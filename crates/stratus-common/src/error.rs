//! Error types for Stratus coordination primitives
//!
//! `StratusError` is the taxonomy every component surfaces to callers.
//! Contention errors (`LockTimeout`, `NotHolder`, `LeaseExpired`,
//! `IndexConflict`) are handed back untouched; only `StorageUnavailable`
//! is retried internally before it reaches the caller.

use std::time::Duration;

/// Application-facing error taxonomy
#[derive(thiserror::Error, Debug)]
pub enum StratusError {
    #[error("lock '{resource}' not acquired within {waited:?}")]
    LockTimeout { resource: String, waited: Duration },

    #[error("'{resource}' is not held by the caller")]
    NotHolder { resource: String },

    #[error("visibility of message '{message_id}' already lapsed")]
    LeaseExpired { message_id: String },

    #[error("index '{path}' still conflicting after {attempts} attempts")]
    IndexConflict { path: String, attempts: u32 },

    #[error("message '{0}' not found")]
    MessageNotFound(String),

    #[error("storage unavailable: {0}")]
    StorageUnavailable(String),

    #[error("operation cancelled")]
    Cancelled,

    #[error("key '{0}' not found")]
    KeyNotFound(String),

    #[error("invalid key '{key}': {reason}")]
    InvalidKey { key: String, reason: String },

    #[error("serialization error: {0}")]
    Serialization(#[from] serde_json::Error),

    #[error("invalid argument: {0}")]
    InvalidArgument(String),

    #[error("configuration error: {0}")]
    Config(String),

    #[error("internal error: {0}")]
    Internal(String),
}

impl StratusError {
    pub fn invalid_key(key: impl Into<String>, reason: impl Into<String>) -> Self {
        Self::InvalidKey {
            key: key.into(),
            reason: reason.into(),
        }
    }

    pub fn not_holder(resource: impl Into<String>) -> Self {
        Self::NotHolder {
            resource: resource.into(),
        }
    }

    /// Whether the failure is transient and may succeed on a plain retry.
    pub fn is_retryable(&self) -> bool {
        matches!(self, StratusError::StorageUnavailable(_))
    }

    /// Whether the failure came from losing a race against another participant.
    pub fn is_contention(&self) -> bool {
        matches!(
            self,
            StratusError::LockTimeout { .. }
                | StratusError::NotHolder { .. }
                | StratusError::LeaseExpired { .. }
                | StratusError::IndexConflict { .. }
        )
    }
}

impl From<config::ConfigError> for StratusError {
    fn from(value: config::ConfigError) -> Self {
        StratusError::Config(value.to_string())
    }
}

pub type Result<T> = std::result::Result<T, StratusError>;

#[cfg(test)]
mod tests {
    use super::*;

    #[test]
    fn test_error_display() {
        let err = StratusError::LockTimeout {
            resource: "jobs/leader".to_string(),
            waited: Duration::from_millis(1500),
        };
        assert_eq!(err.to_string(), "lock 'jobs/leader' not acquired within 1.5s");

        let err = StratusError::not_holder("dict/key");
        assert_eq!(err.to_string(), "'dict/key' is not held by the caller");

        let err = StratusError::IndexConflict {
            path: "dict/__index__".to_string(),
            attempts: 8,
        };
        assert_eq!(
            err.to_string(),
            "index 'dict/__index__' still conflicting after 8 attempts"
        );

        let err = StratusError::invalid_key("", "empty key");
        assert_eq!(err.to_string(), "invalid key '': empty key");
    }

    #[test]
    fn test_retryable_classification() {
        assert!(StratusError::StorageUnavailable("503".to_string()).is_retryable());
        assert!(!StratusError::not_holder("x").is_retryable());
        assert!(!StratusError::Cancelled.is_retryable());

        assert!(StratusError::not_holder("x").is_contention());
        assert!(
            StratusError::LeaseExpired {
                message_id: "m".to_string()
            }
            .is_contention()
        );
        assert!(!StratusError::KeyNotFound("k".to_string()).is_contention());
    }

    #[test]
    fn test_from_serde_error() {
        let parse = serde_json::from_str::<serde_json::Value>("{not json");
        let err: StratusError = parse.unwrap_err().into();
        assert!(matches!(err, StratusError::Serialization(_)));
    }
}
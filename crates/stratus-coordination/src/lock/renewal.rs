//! Background renewal of leases longer than the store grants in one call

use std::time::Duration;

use tokio::time::{Instant, interval_at};
use tokio_util::sync::CancellationToken;
use tracing::{debug, warn};

use super::model::LockHandle;
use crate::store_client::StoreClient;

/// Keeps a lock's store lease alive until `until`, renewing every `interval`
/// for at most `slice` at a time.
pub(crate) struct AutoRenewalTask {
    store: StoreClient,
    handle: LockHandle,
    interval: Duration,
    slice: Duration,
    until: Instant,
}

impl AutoRenewalTask {
    /// Spawn the renewal task; it stops when the handle is released or renewed again.
    pub fn start(
        store: StoreClient,
        handle: &LockHandle,
        interval: Duration,
        slice: Duration,
        until: Instant,
    ) {
        let stop = CancellationToken::new();
        handle.attach_renewal(stop.clone());

        let task = Self {
            store,
            handle: handle.clone(),
            interval,
            slice,
            until,
        };
        tokio::spawn(task.run(stop));
    }

    async fn run(self, stop: CancellationToken) {
        let mut ticker = interval_at(Instant::now() + self.interval, self.interval);
        let resource = self.handle.resource_id().to_string();

        loop {
            tokio::select! {
                _ = stop.cancelled() => break,
                _ = ticker.tick() => {
                    let now = Instant::now();
                    if now >= self.until {
                        break;
                    }
                    let left = self.until - now;
                    let lease = self.slice.min(left);

                    match self.store.lease_renew(self.handle.token(), lease).await {
                        Ok(()) => {
                            debug!(resource = %resource, lease = ?lease, "Lock lease renewed");
                            if left <= self.slice {
                                break;
                            }
                        }
                        Err(_) if stop.is_cancelled() => break,
                        Err(e) => {
                            warn!(resource = %resource, error = %e, "Lock renewal failed, lock is lost");
                            self.handle.set_expires_at(now);
                            break;
                        }
                    }
                }
            }
        }
    }
}
// Integration tests for the index manager
// Writers commit to one index object without the commit lock, relying on
// conditional writes alone

use std::sync::Arc;

use stratus_coordination::{Coordinator, IndexMutation, IndexRecord, StratusError};
use stratus_integration_tests::{fast_config, shared_store};
use stratus_store::MemoryStore;

fn optimistic_participant(store: &Arc<MemoryStore>, retry_budget: u32) -> Coordinator {
    let mut config = fast_config();
    config.index.lock_writes = false;
    config.index.retry_budget = retry_budget;
    Coordinator::new(store.clone(), config).unwrap()
}

#[tokio::test(flavor = "multi_thread", worker_threads = 4)]
async fn test_conflicting_commits_are_merged() {
    let store = shared_store(1);

    let tasks: Vec<_> = (0..6)
        .map(|writer| {
            let index = optimistic_participant(&store, 200).index_manager("catalog/__index__");
            tokio::spawn(async move {
                let mut attempts = 0;
                for key in 0..5 {
                    let name = format!("w{}-k{}", writer, key);
                    let mutation =
                        IndexMutation::new().upsert(IndexRecord::new(name.clone(), format!("blob/{}", name)));
                    attempts += index.commit(&mutation).await.unwrap().attempts;
                }
                attempts
            })
        })
        .collect();

    let mut total_attempts = 0;
    for task in tasks {
        total_attempts += task.await.unwrap();
    }

    let reader = optimistic_participant(&store, 1).index_manager("catalog/__index__");
    let (document, version) = reader.fetch().await.unwrap();
    assert_eq!(document.len(), 30);
    assert!(version.is_some());
    assert!(total_attempts >= 30);
}

#[tokio::test(start_paused = true)]
async fn test_exhausted_budget_surfaces_conflict() {
    let store = shared_store(0);
    let index = optimistic_participant(&store, 4).index_manager("catalog/__index__");
    store.inject_condition_failures(4);

    let result = index
        .commit(&IndexMutation::new().upsert(IndexRecord::new("a", "blob/a")))
        .await;
    assert!(matches!(
        result,
        Err(StratusError::IndexConflict { attempts: 4, .. })
    ));

    // The next commit starts a fresh budget.
    index
        .commit(&IndexMutation::new().upsert(IndexRecord::new("a", "blob/a")))
        .await
        .unwrap();
    assert!(index.lookup("a").await.unwrap().is_some());
}
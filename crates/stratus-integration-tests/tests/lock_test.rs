// Integration tests for the distributed lock
// Several participants with separate application ids share one store

use std::sync::Arc;
use std::sync::atomic::{AtomicUsize, Ordering};
use std::time::Duration;

use stratus_coordination::{AcquireOptions, LockContext, StratusError};
use stratus_integration_tests::{participant, shared_store};

#[tokio::test(flavor = "multi_thread", worker_threads = 4)]
async fn test_mutual_exclusion_across_participants() {
    let store = shared_store(1);
    let inside = Arc::new(AtomicUsize::new(0));
    let max_inside = Arc::new(AtomicUsize::new(0));

    let tasks: Vec<_> = (0..6)
        .map(|_| {
            let coordinator = participant(&store);
            let inside = inside.clone();
            let max_inside = max_inside.clone();
            tokio::spawn(async move {
                let locks = coordinator.lock_manager();
                for _ in 0..4 {
                    let handle = locks
                        .acquire("shared/resource", LockContext::Application, Duration::from_secs(10))
                        .await
                        .unwrap();
                    let now = inside.fetch_add(1, Ordering::SeqCst) + 1;
                    max_inside.fetch_max(now, Ordering::SeqCst);
                    tokio::time::sleep(Duration::from_millis(2)).await;
                    inside.fetch_sub(1, Ordering::SeqCst);
                    locks.release(&handle).await.unwrap();
                }
            })
        })
        .collect();
    for task in tasks {
        task.await.unwrap();
    }

    assert_eq!(max_inside.load(Ordering::SeqCst), 1);
    assert_eq!(store.active_leases(), 0);
}

#[tokio::test]
async fn test_release_then_acquire() {
    let store = shared_store(0);
    let a = participant(&store);
    let b = participant(&store);

    let handle = a
        .lock_manager()
        .acquire("job", LockContext::Instance, Duration::from_secs(1))
        .await
        .unwrap();
    assert!(
        b.lock_manager()
            .try_acquire("job", LockContext::Instance)
            .await
            .unwrap()
            .is_none()
    );

    a.lock_manager().release(&handle).await.unwrap();
    // Releasing twice is a no-op.
    a.lock_manager().release(&handle).await.unwrap();

    let taken = b
        .lock_manager()
        .try_acquire("job", LockContext::Instance)
        .await
        .unwrap();
    assert!(taken.is_some());
}

#[tokio::test(start_paused = true)]
async fn test_acquire_times_out_while_held() {
    let store = shared_store(0);
    let a = participant(&store);
    let b = participant(&store);

    let _held = a
        .lock_manager()
        .acquire("job", LockContext::Application, Duration::from_secs(1))
        .await
        .unwrap();
    let result = b
        .lock_manager()
        .acquire("job", LockContext::Application, Duration::from_millis(200))
        .await;
    assert!(matches!(result, Err(StratusError::LockTimeout { .. })));
    assert_eq!(b.lock_manager().stats().timeouts, 1);
}

#[tokio::test(start_paused = true)]
async fn test_expired_holder_loses_the_lock() {
    let store = shared_store(0);
    let a = participant(&store);
    let b = participant(&store);

    let stale = a
        .lock_manager()
        .acquire_with(
            "job",
            LockContext::Application,
            AcquireOptions::new().lease(Duration::from_secs(2)),
        )
        .await
        .unwrap();
    tokio::time::advance(Duration::from_secs(3)).await;

    let fresh = b
        .lock_manager()
        .acquire("job", LockContext::Application, Duration::from_secs(1))
        .await
        .unwrap();
    assert!(matches!(
        a.lock_manager().renew(&stale, Duration::from_secs(5)).await,
        Err(StratusError::NotHolder { .. })
    ));
    // The stale handle is already released locally, so this is a no-op.
    a.lock_manager().release(&stale).await.unwrap();
    assert!(fresh.is_valid());
    assert!(b.lock_manager().is_locked("job").await.unwrap());
}

#[tokio::test(start_paused = true)]
async fn test_lease_longer_than_store_maximum_is_kept_alive() {
    let store = shared_store(0);
    let a = participant(&store);
    let b = participant(&store);

    let handle = a
        .lock_manager()
        .acquire_with(
            "long-job",
            LockContext::Application,
            AcquireOptions::new().lease(Duration::from_secs(300)),
        )
        .await
        .unwrap();

    tokio::time::sleep(Duration::from_secs(200)).await;
    assert!(
        b.lock_manager()
            .try_acquire("long-job", LockContext::Application)
            .await
            .unwrap()
            .is_none()
    );

    a.lock_manager().release(&handle).await.unwrap();
    assert!(
        b.lock_manager()
            .try_acquire("long-job", LockContext::Application)
            .await
            .unwrap()
            .is_some()
    );
}

#[tokio::test(start_paused = true)]
async fn test_cancelled_acquire_leaves_no_lease() {
    let store = shared_store(0);
    let a = participant(&store);
    let b = participant(&store);

    let held = a
        .lock_manager()
        .acquire("job", LockContext::Application, Duration::from_secs(1))
        .await
        .unwrap();

    let cancel = stratus_coordination::CancellationToken::new();
    let waiter = {
        let locks = b.lock_manager().clone();
        let cancel = cancel.clone();
        tokio::spawn(async move {
            locks
                .acquire_with(
                    "job",
                    LockContext::Application,
                    AcquireOptions::new()
                        .timeout(Duration::from_secs(60))
                        .cancel(cancel),
                )
                .await
        })
    };

    tokio::time::sleep(Duration::from_millis(100)).await;
    cancel.cancel();
    assert!(matches!(
        waiter.await.unwrap(),
        Err(StratusError::Cancelled)
    ));

    a.lock_manager().release(&held).await.unwrap();
    assert_eq!(store.active_leases(), 0);
}
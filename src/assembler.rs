//! Assembles a chat reply from a Server-Sent-Events byte stream.
//!
//! The completion endpoint frames its reply as `\n`-terminated records:
//!
//! ```text
//! : keep-alive
//! data: {"choices":[{"delta":{"content":"Na"}}]}
//!
//! data: [DONE]
//! ```
//!
//! [`StreamAssembler`] turns arbitrary chunks of that stream into snapshots
//! of the full reply text so far. Chunks may split a record mid-line or a
//! character mid-sequence.

use crate::models::StreamChunk;
use crate::utf8::Utf8StreamDecoder;
use serde_json::Value;
use tracing::{debug, trace, warn};

const DATA_PREFIX: &str = "data: ";
const DONE_SENTINEL: &str = "[DONE]";
/// Deferred text beyond this size is logged once as a stalled stream.
const DEFERRED_WARN_BYTES: usize = 64 * 1024;

/// What one record line means to the assembler.
#[derive(Debug, PartialEq, Eq)]
enum Record<'a> {
    /// Blank, comment or non-data line
    Skip,
    Done,
    Payload(&'a str),
}

/// Parse one data payload.
///
/// `Err` means the text is not JSON at all, which may be a line cut short.
/// JSON of another shape carries no fragment and yields `Ok(None)`.
fn parse_payload(payload: &str) -> Result<Option<StreamChunk>, serde_json::Error> {
    let value: Value = serde_json::from_str(payload)?;
    match serde_json::from_value::<StreamChunk>(value) {
        Ok(chunk) => Ok(Some(chunk)),
        Err(e) => {
            debug!(error = %e, "data payload has no delta content");
            Ok(None)
        }
    }
}

fn classify(line: &str) -> Record<'_> {
    let line = line.strip_suffix('\r').unwrap_or(line);
    if line.trim().is_empty() || line.starts_with(':') {
        return Record::Skip;
    }
    let Some(payload) = line.strip_prefix(DATA_PREFIX) else {
        return Record::Skip;
    };
    let payload = payload.trim();
    if payload == DONE_SENTINEL {
        Record::Done
    } else {
        Record::Payload(payload)
    }
}

/// Per-request stream state.
///
/// Created when a request begins and dropped when it ends; never shared.
#[derive(Debug, Default)]
pub struct StreamAssembler {
    decoder: Utf8StreamDecoder,
    pending_text: String,
    assembled: String,
    done: bool,
    stall_logged: bool,
}

impl StreamAssembler {
    pub fn new() -> Self {
        Self::default()
    }

    /// Feed one chunk of bytes. Returns the full reply text after every
    /// fragment this chunk completed, oldest first.
    pub fn feed(&mut self, chunk: &[u8]) -> Vec<String> {
        let mut snapshots = Vec::new();
        if self.done {
            return snapshots;
        }
        let text = self.decoder.decode(chunk);
        self.pending_text.push_str(&text);

        while let Some(newline) = self.pending_text.find('\n') {
            let raw: String = self.pending_text.drain(..=newline).collect();
            match classify(&raw[..newline]) {
                Record::Skip => continue,
                Record::Done => {
                    debug!("received [DONE] sentinel");
                    self.done = true;
                    break;
                }
                Record::Payload(payload) => match parse_payload(payload) {
                    Ok(Some(parsed)) => self.apply(&parsed, &mut snapshots),
                    Ok(None) => {}
                    Err(e) => {
                        // Line ended early; retry it once more bytes arrive.
                        debug!(error = %e, "deferring unparsable data line");
                        self.pending_text.insert_str(0, &raw);
                        if self.pending_text.len() > DEFERRED_WARN_BYTES && !self.stall_logged {
                            warn!(
                                deferred_bytes = self.pending_text.len(),
                                "data line still unparsable, stream output is stalled"
                            );
                            self.stall_logged = true;
                        }
                        break;
                    }
                },
            }
        }

        snapshots
    }

    /// Flush whatever is left once the byte stream has ended.
    ///
    /// Remaining lines are processed even without a trailing newline.
    /// Payloads that still do not parse are dropped.
    pub fn finish(&mut self) -> Vec<String> {
        let mut snapshots = Vec::new();
        if self.done {
            return snapshots;
        }
        let tail = self.decoder.finish();
        self.pending_text.push_str(&tail);
        let leftover = std::mem::take(&mut self.pending_text);

        for line in leftover.split('\n') {
            match classify(line) {
                Record::Skip => {}
                Record::Done => {
                    self.done = true;
                    break;
                }
                Record::Payload(payload) => match parse_payload(payload) {
                    Ok(Some(parsed)) => self.apply(&parsed, &mut snapshots),
                    Ok(None) => {}
                    Err(e) => debug!(error = %e, "dropping partial leftover at end of stream"),
                },
            }
        }

        snapshots
    }

    fn apply(&mut self, chunk: &StreamChunk, snapshots: &mut Vec<String>) {
        match chunk.delta_content() {
            Some(fragment) if !fragment.is_empty() => {
                trace!(fragment, "appending delta");
                self.assembled.push_str(fragment);
                snapshots.push(self.assembled.clone());
            }
            _ => {}
        }
    }

    /// Reply text assembled so far.
    pub fn text(&self) -> &str {
        &self.assembled
    }

    pub fn is_done(&self) -> bool {
        self.done
    }

    /// Decoded text not yet consumed as a complete line.
    pub fn pending(&self) -> &str {
        &self.pending_text
    }

    /// True once a deferred line has held back more than 64 KiB of text.
    pub fn is_stalled(&self) -> bool {
        self.stall_logged
    }
}
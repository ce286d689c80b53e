//! Streaming chat client for the farming assistant of the Krishi marketplace.
//!
//! Sends the conversation to an OpenAI-compatible chat-completion endpoint and
//! assembles the Server-Sent-Events reply into live snapshots of the full
//! reply text.

pub mod assembler;
pub mod client;
pub mod config;
pub mod conversation;
pub mod error;
pub mod models;
pub mod providers;
pub mod session;
pub mod streaming;
pub mod utf8;

// Re-export main types for convenience
pub use assembler::StreamAssembler;
pub use client::ChatClient;
pub use config::ClientConfig;
pub use conversation::Conversation;
pub use error::{ChatError, ChatResult};
pub use models::{ChatMessage, ChatRequest, MessageRole};
pub use providers::{HttpProvider, Provider};
pub use session::{ChatSession, FALLBACK_REPLY};
pub use streaming::{assemble, ByteStream, SnapshotStream};

/// Initialize the logging system
pub fn init_logging() {
    tracing_subscriber::fmt()
        .with_env_filter(tracing_subscriber::EnvFilter::from_default_env())
        .with_writer(std::io::stderr)
        .init();
}
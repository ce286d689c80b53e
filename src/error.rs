use reqwest::StatusCode;
use std::io;
use thiserror::Error;

pub type ChatResult<T> = std::result::Result<T, ChatError>;

/// Main error type for the chat client
#[derive(Error, Debug)]
pub enum ChatError {
    /// Endpoint answered with a non-2xx status before streaming began
    #[error("unexpected status {0}: {1}")]
    UnexpectedStatus(StatusCode, String),

    /// Endpoint answered without a readable body
    #[error("response has no body to stream")]
    MissingBody,

    /// Stream broke off while reading chunks
    #[error("stream disconnected before completion: {0}")]
    Stream(String),

    /// Invalid request parameters
    #[error("invalid request: {0}")]
    InvalidRequest(String),

    /// Configuration error
    #[error("configuration error: {0}")]
    Configuration(String),

    /// Environment variable error
    #[error("missing environment variable: {0}")]
    EnvVar(#[from] EnvVarError),

    #[error(transparent)]
    Io(#[from] io::Error),

    #[error(transparent)]
    Reqwest(#[from] reqwest::Error),

    #[error(transparent)]
    Json(#[from] serde_json::Error),

    #[error(transparent)]
    Url(#[from] url::ParseError),
}

/// Environment variable error
#[derive(Debug)]
pub struct EnvVarError {
    /// Name of the environment variable that is missing
    pub var: String,
    /// Optional instructions to help the user get a valid value
    pub instructions: Option<String>,
}

impl std::fmt::Display for EnvVarError {
    fn fmt(&self, f: &mut std::fmt::Formatter<'_>) -> std::fmt::Result {
        write!(f, "Missing environment variable: `{}`", self.var)?;
        if let Some(instructions) = &self.instructions {
            write!(f, ". {}", instructions)?;
        }
        Ok(())
    }
}

impl std::error::Error for EnvVarError {}

impl ChatError {
    /// True for failures that happened before any reply text was streamed
    pub fn is_setup_failure(&self) -> bool {
        matches!(
            self,
            ChatError::UnexpectedStatus(_, _) | ChatError::MissingBody | ChatError::Reqwest(_)
        )
    }

    /// Check if the error is a client error
    pub fn is_client_error(&self) -> bool {
        match self {
            ChatError::InvalidRequest(_) | ChatError::Configuration(_) | ChatError::EnvVar(_) => {
                true
            }
            ChatError::UnexpectedStatus(status, _) => status.is_client_error(),
            _ => false,
        }
    }

    /// Get the HTTP status code if available
    pub fn status_code(&self) -> Option<StatusCode> {
        match self {
            ChatError::UnexpectedStatus(status, _) => Some(*status),
            ChatError::Reqwest(e) => e.status(),
            _ => None,
        }
    }
}
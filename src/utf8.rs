//! Incremental UTF-8 decoding for chunked byte streams.

use std::str;

const REPLACEMENT: char = '\u{FFFD}';

/// Decodes UTF-8 across chunk boundaries.
///
/// A multi-byte sequence split between two chunks is held back until the
/// rest arrives. Invalid bytes decode to U+FFFD instead of failing.
#[derive(Debug, Default)]
pub struct Utf8StreamDecoder {
    pending: Vec<u8>,
}

impl Utf8StreamDecoder {
    pub fn new() -> Self {
        Self::default()
    }

    /// Append `chunk` and return all text that is now complete.
    pub fn decode(&mut self, chunk: &[u8]) -> String {
        self.pending.extend_from_slice(chunk);
        let mut out = String::with_capacity(self.pending.len());
        let mut start = 0;

        loop {
            match str::from_utf8(&self.pending[start..]) {
                Ok(valid) => {
                    out.push_str(valid);
                    start = self.pending.len();
                    break;
                }
                Err(e) => {
                    let valid_end = start + e.valid_up_to();
                    // from_utf8 validated this prefix already
                    out.push_str(&String::from_utf8_lossy(&self.pending[start..valid_end]));
                    match e.error_len() {
                        Some(bad) => {
                            out.push(REPLACEMENT);
                            start = valid_end + bad;
                        }
                        None => {
                            start = valid_end;
                            break;
                        }
                    }
                }
            }
        }

        self.pending.drain(..start);
        out
    }

    /// Bytes held back waiting for the rest of a sequence.
    pub fn pending(&self) -> &[u8] {
        &self.pending
    }

    /// Flush at end of stream. A dangling partial sequence becomes U+FFFD.
    pub fn finish(&mut self) -> String {
        if self.pending.is_empty() {
            return String::new();
        }
        self.pending.clear();
        REPLACEMENT.to_string()
    }
}
use futures::StreamExt;
use krishi_chat::{
    ChatClient, ChatError, ChatMessage, ChatSession, ClientConfig, Conversation, FALLBACK_REPLY,
};
use pretty_assertions::assert_eq;
use serde_json::json;
use wiremock::matchers::{body_partial_json, header, method, path};
use wiremock::{Mock, MockServer, ResponseTemplate};

const NAMASTE_BODY: &str = "data: {\"choices\":[{\"delta\":{\"content\":\"Na\"}}]}\n\n\
: keep-alive\n\n\
data: {\"choices\":[{\"delta\":{\"content\":\"maste\"}}]}\n\n\
data: [DONE]\n";

fn config_for(server: &MockServer) -> ClientConfig {
    let mut config = ClientConfig::new(format!("{}/v1/chat/completions", server.uri()));
    config.api_key = Some("test-token".to_string());
    config
}

#[tokio::test]
async fn streams_reply_from_gateway() {
    let server = MockServer::start().await;
    Mock::given(method("POST"))
        .and(path("/v1/chat/completions"))
        .and(header("authorization", "Bearer test-token"))
        .and(body_partial_json(json!({
            "stream": true,
            "messages": [{"role": "user", "content": "Say namaste"}]
        })))
        .respond_with(
            ResponseTemplate::new(200)
                .insert_header("content-type", "text/event-stream")
                .set_body_string(NAMASTE_BODY),
        )
        .expect(1)
        .mount(&server)
        .await;

    let client = ChatClient::new(&config_for(&server)).unwrap();
    let snapshots: Vec<String> = client
        .stream_reply(&[ChatMessage::user("Say namaste")])
        .await
        .unwrap()
        .map(|s| s.unwrap())
        .collect()
        .await;

    assert_eq!(snapshots, vec!["Na".to_string(), "Namaste".to_string()]);
}

#[tokio::test]
async fn non_success_status_fails_before_streaming() {
    let server = MockServer::start().await;
    Mock::given(method("POST"))
        .respond_with(ResponseTemplate::new(402).set_body_string("credits exhausted"))
        .expect(1)
        .mount(&server)
        .await;

    let client = ChatClient::new(&config_for(&server)).unwrap();
    let err = client
        .stream_reply(&[ChatMessage::user("hi")])
        .await
        .err()
        .unwrap();
    match err {
        ChatError::UnexpectedStatus(status, body) => {
            assert_eq!(status.as_u16(), 402);
            assert_eq!(body, "credits exhausted");
        }
        other => panic!("unexpected error: {other}"),
    }
}

#[tokio::test]
async fn empty_body_is_a_setup_failure() {
    let server = MockServer::start().await;
    Mock::given(method("POST"))
        .respond_with(ResponseTemplate::new(200))
        .mount(&server)
        .await;

    let client = ChatClient::new(&config_for(&server)).unwrap();
    let err = client
        .stream_reply(&[ChatMessage::user("hi")])
        .await
        .err()
        .unwrap();
    assert!(matches!(err, ChatError::MissingBody));
}

#[tokio::test]
async fn session_reports_one_error_and_no_text_on_rejection() {
    let server = MockServer::start().await;
    Mock::given(method("POST"))
        .respond_with(ResponseTemplate::new(500))
        .expect(1)
        .mount(&server)
        .await;

    let client = ChatClient::new(&config_for(&server)).unwrap();
    let mut session = ChatSession::new(client, Conversation::new());

    let mut emissions = 0;
    let result = session.send("Price of a rotavator?", |_| emissions += 1).await;

    assert!(result.is_err());
    assert_eq!(emissions, 0);
    assert_eq!(
        session.conversation().messages(),
        &[
            ChatMessage::user("Price of a rotavator?"),
            ChatMessage::assistant(FALLBACK_REPLY),
        ]
    );
}

#[tokio::test]
async fn missing_api_key_is_reported() {
    let server = MockServer::start().await;
    let mut config = ClientConfig::new(format!("{}/v1/chat/completions", server.uri()));
    config.api_key = Some("   ".to_string());
    std::env::remove_var(krishi_chat::config::API_KEY_ENV);

    let err = ChatClient::new(&config).err().unwrap();
    assert!(matches!(err, ChatError::EnvVar(_)));
}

## Work to be completed
In the entries above, copy each line that contains the string "Skip".

## Response to this exercise
    Skip,
        return Record::Skip;
        return Record::Skip;
                Record::Skip => continue,
                Record::Skip => {}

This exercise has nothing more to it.